History Overview
George Wythe, for whom our school is named, was born on Back River Plantation, in Elizabeth City County, Virginia in 1726. He was the second of three children of Thomas and Margaret Wythe. Because of his father's death when George was only three years old, funds for the family to live on were very limited. Therefore, George received most of his education from his mother, who instilled in him a deep love for God, a respect for his fellow man, and an understanding of the classics.
Although he had very little formal education, with only a brief attendance at the College of William and Mary, his determination, to learn led him to his admittance to the Bar at the age of twenty. In December 1747, Wythe married Ann Lewis, the sister of his law associate; but his wife lived for only a year after the wedding. Ann’s death triggered, for Wythe, an eight-year period of indulging in the “amusements and dissipations of society.”
With the death of his brother Thomas in1755, George inherited the family’s estate at Back River, Virginia. In the same year he married Elizabeth Taliaferro and started on his road to success. Representing the College of William and Mary in the House of Burgesses in 1758, his career in law really began. He remained a member of the House of Burgesses for the next sixteen years, with the exception of a one-year term as the mayor of Williamsburg.
During the next thirty years, Wythe served his native state and country well. He was a member of the Continental Congress, a signer of the Declaration of Independence, a designer of the Virginia seal, a member of the Constitutional Convention of Virginia, and the first professor of law in an American college at the College of William and Mary. He became one of the three judges of the new Virginia high court of chancery and was later to chosen the sole chancellor of Virginia for thirteen years. When the Virginia judicial system was rearranged in 1801, Wythe became the chancellor of the Richmond district, a post he held until his death.
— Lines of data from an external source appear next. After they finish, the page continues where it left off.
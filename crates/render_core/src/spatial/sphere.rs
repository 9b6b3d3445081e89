//! Bounding spheres

use super::AABB;
use crate::foundation::math::Vec3;
use serde::{Deserialize, Serialize};

/// Sphere bounding volume, typically derived from an AABB
#[derive(Debug, Clone, Copy, PartialEq, Serialize, Deserialize)]
pub struct BoundingSphere {
    /// Sphere center in world space
    pub center: Vec3,
    /// Sphere radius
    pub radius: f32,
}

impl BoundingSphere {
    /// Create a new sphere
    pub fn new(center: Vec3, radius: f32) -> Self {
        Self { center, radius: radius.abs() }
    }

    /// Sphere through the corners of a box (`radius = |half-extents|`)
    pub fn from_aabb(aabb: &AABB) -> Self {
        Self {
            center: aabb.center(),
            radius: aabb.radius(),
        }
    }

    /// Check if this sphere contains a point
    pub fn contains_point(&self, point: Vec3) -> bool {
        (point - self.center).norm_squared() <= self.radius * self.radius
    }

    /// Check if two spheres overlap
    pub fn intersects(&self, other: &BoundingSphere) -> bool {
        let combined = self.radius + other.radius;
        (other.center - self.center).norm_squared() <= combined * combined
    }

    /// Check if this sphere overlaps a box
    pub fn intersects_aabb(&self, aabb: &AABB) -> bool {
        aabb.intersects_sphere(self.center, self.radius)
    }
}

impl From<&AABB> for BoundingSphere {
    fn from(aabb: &AABB) -> Self {
        Self::from_aabb(aabb)
    }
}

#[cfg(test)]
mod tests {
    use super::*;
    use approx::assert_relative_eq;

    #[test]
    fn test_from_aabb() {
        let aabb = AABB::new(Vec3::new(1.0, 1.0, 1.0), Vec3::new(3.0, 3.0, 3.0));
        let sphere = BoundingSphere::from_aabb(&aabb);
        assert_eq!(sphere.center, Vec3::new(2.0, 2.0, 2.0));
        assert_relative_eq!(sphere.radius, 3.0_f32.sqrt());
        for corner in aabb.corners() {
            assert!((corner - sphere.center).norm() <= sphere.radius + 1e-5);
        }
    }

    #[test]
    fn test_overlap() {
        let a = BoundingSphere::new(Vec3::zeros(), 1.0);
        let b = BoundingSphere::new(Vec3::new(1.5, 0.0, 0.0), 1.0);
        let c = BoundingSphere::new(Vec3::new(5.0, 0.0, 0.0), 1.0);
        assert!(a.intersects(&b));
        assert!(!a.intersects(&c));
        assert!(a.contains_point(Vec3::new(0.5, 0.5, 0.0)));
    }
}
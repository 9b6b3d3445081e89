//! Render resource handles
//!
//! Meshes and materials as consumed by culling, batching and sorting. They
//! are owned by the caller and shared with this crate through `Arc` or by
//! value; loading and GPU upload happen elsewhere.

mod mesh;
mod material;

pub use mesh::{Mesh, MeshId, Vertex};
pub use material::{BlendMode, Material, MaterialId};

#[cfg(test)]
pub(crate) use mesh::test_support;
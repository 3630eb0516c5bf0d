//! Toolbar commands.

use atelier_board::{Board, BoardResult, ImageFormat};

/// Actions triggered by the toolbar or a keyboard shortcut.
#[derive(Debug, Clone, PartialEq)]
pub enum UiAction {
    /// Change the current tool by identifier.
    SetTool(String),
    SetBrushSize(f64),
    /// Change the brush color (any CSS-style color string).
    SetBrushColor(String),
    SetBrushOpacity(f64),
    SetEraserSize(f64),
    /// Wipe the board.
    Clear,
    /// Save the board as a PNG data URI.
    Save,
    /// Download the board as an image file.
    Download {
        format: ImageFormat,
        filename: Option<String>,
    },
    Undo,
    Redo,
    ZoomIn,
    ZoomOut,
    /// Reset zoom to 100%.
    ZoomReset,
}

impl UiAction {
    /// Run the action against `board`.
    ///
    /// Returns the data URI for [`UiAction::Save`] and `None` otherwise.
    pub fn apply(self, board: &mut dyn Board) -> BoardResult<Option<String>> {
        match self {
            UiAction::SetTool(tool) => board.set_tool(&tool),
            UiAction::SetBrushSize(size) => board.set_brush_size(size),
            UiAction::SetBrushColor(color) => board.set_brush_color(&color),
            UiAction::SetBrushOpacity(opacity) => board.set_brush_opacity(opacity),
            UiAction::SetEraserSize(size) => board.set_eraser_size(size),
            UiAction::Clear => board.clear(),
            UiAction::Save => return board.save().map(Some),
            UiAction::Download { format, filename } => {
                board.download(format, filename.as_deref())?;
            }
            UiAction::Undo => board.undo(),
            UiAction::Redo => board.redo(),
            UiAction::ZoomIn => board.zoom_in(),
            UiAction::ZoomOut => board.zoom_out(),
            UiAction::ZoomReset => board.reset_zoom(),
        }
        Ok(None)
    }

    /// True for actions that only change tool settings.
    pub fn is_tool_change(&self) -> bool {
        matches!(
            self,
            UiAction::SetTool(_)
                | UiAction::SetBrushSize(_)
                | UiAction::SetBrushColor(_)
                | UiAction::SetBrushOpacity(_)
                | UiAction::SetEraserSize(_)
        )
    }

    /// True for actions that persist the drawing.
    pub fn is_export(&self) -> bool {
        matches!(self, UiAction::Save | UiAction::Download { .. })
    }
}

#[cfg(test)]
mod tests {
    use super::*;
    use atelier_board::{BoardConfig, FallbackBoard, HeadlessSurface};
    use atelier_core::PointerEvent;

    fn board() -> FallbackBoard<HeadlessSurface> {
        FallbackBoard::new(HeadlessSurface::new(), BoardConfig::default()).unwrap()
    }

    #[test]
    fn test_tool_actions_reach_store() {
        let mut board = board();
        UiAction::SetTool("eraser".to_string()).apply(&mut board).unwrap();
        UiAction::SetBrushSize(9.0).apply(&mut board).unwrap();
        UiAction::SetBrushColor("red".to_string()).apply(&mut board).unwrap();
        UiAction::SetBrushOpacity(0.25).apply(&mut board).unwrap();
        UiAction::SetEraserSize(40.0).apply(&mut board).unwrap();

        let state = board.tool_store().state();
        assert_eq!(state.tool, "eraser");
        assert!((state.brush_size - 9.0).abs() < f64::EPSILON);
        assert_eq!(state.brush_color, "red");
        assert!((state.brush_opacity - 0.25).abs() < f64::EPSILON);
        assert!((state.eraser_size - 40.0).abs() < f64::EPSILON);
    }

    #[test]
    fn test_save_returns_data_uri() {
        let mut board = board();
        let uri = UiAction::Save.apply(&mut board).unwrap();
        assert!(uri.unwrap().starts_with("data:image/png;base64,"));
        assert_eq!(UiAction::Clear.apply(&mut board).unwrap(), None);
    }

    #[test]
    fn test_download_action() {
        let mut board = board();
        UiAction::Download {
            format: ImageFormat::Jpeg,
            filename: Some("study".to_string()),
        }
        .apply(&mut board)
        .unwrap();
        assert_eq!(board.surface().downloads()[0].filename, "study.jpg");
    }

    #[test]
    fn test_clear_action_wipes_board() {
        let mut board = board();
        board.handle_pointer_event(PointerEvent::down(10.0, 10.0));
        board.handle_pointer_event(PointerEvent::moved(60.0, 60.0));
        board.handle_pointer_event(PointerEvent::up(60.0, 60.0));
        assert!(!board.context().is_blank());

        UiAction::Clear.apply(&mut board).unwrap();
        assert!(board.context().is_blank());
    }

    #[test]
    fn test_classification() {
        assert!(UiAction::SetBrushSize(3.0).is_tool_change());
        assert!(!UiAction::Clear.is_tool_change());
        assert!(UiAction::Save.is_export());
        assert!(!UiAction::Undo.is_export());
    }
}
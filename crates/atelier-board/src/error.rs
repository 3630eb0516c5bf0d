//! Board errors.

use thiserror::Error;

/// Board errors.
#[derive(Debug, Error)]
pub enum BoardError {
    #[error("Drawing surface has no 2D context")]
    SurfaceUnavailable,
    #[error("Invalid board configuration: {0}")]
    InvalidConfig(String),
    #[error("Image encoding failed: {0}")]
    Encode(String),
    #[error("Download failed: {0}")]
    Download(String),
    #[error("IO error: {0}")]
    Io(#[from] std::io::Error),
}

impl From<png::EncodingError> for BoardError {
    fn from(error: png::EncodingError) -> Self {
        BoardError::Encode(error.to_string())
    }
}

impl From<image::ImageError> for BoardError {
    fn from(error: image::ImageError) -> Self {
        BoardError::Encode(error.to_string())
    }
}

/// Result type for board operations.
pub type BoardResult<T> = Result<T, BoardError>;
Wythe’s death was a tragic one. He was poisoned by George Wythe Sweeney, his sister’s grandson, who wanted to inherit the family estate. Wythe lived long enough to disinherit his grandnephew; but Sweeney was acquitted of his murder due to lack of evidence. On Tuesday, June 10, 1806, just two days after his death. George Wythe, “the glory of his time,” was buried at St. John's Episcopal Church in Richmond Virginia.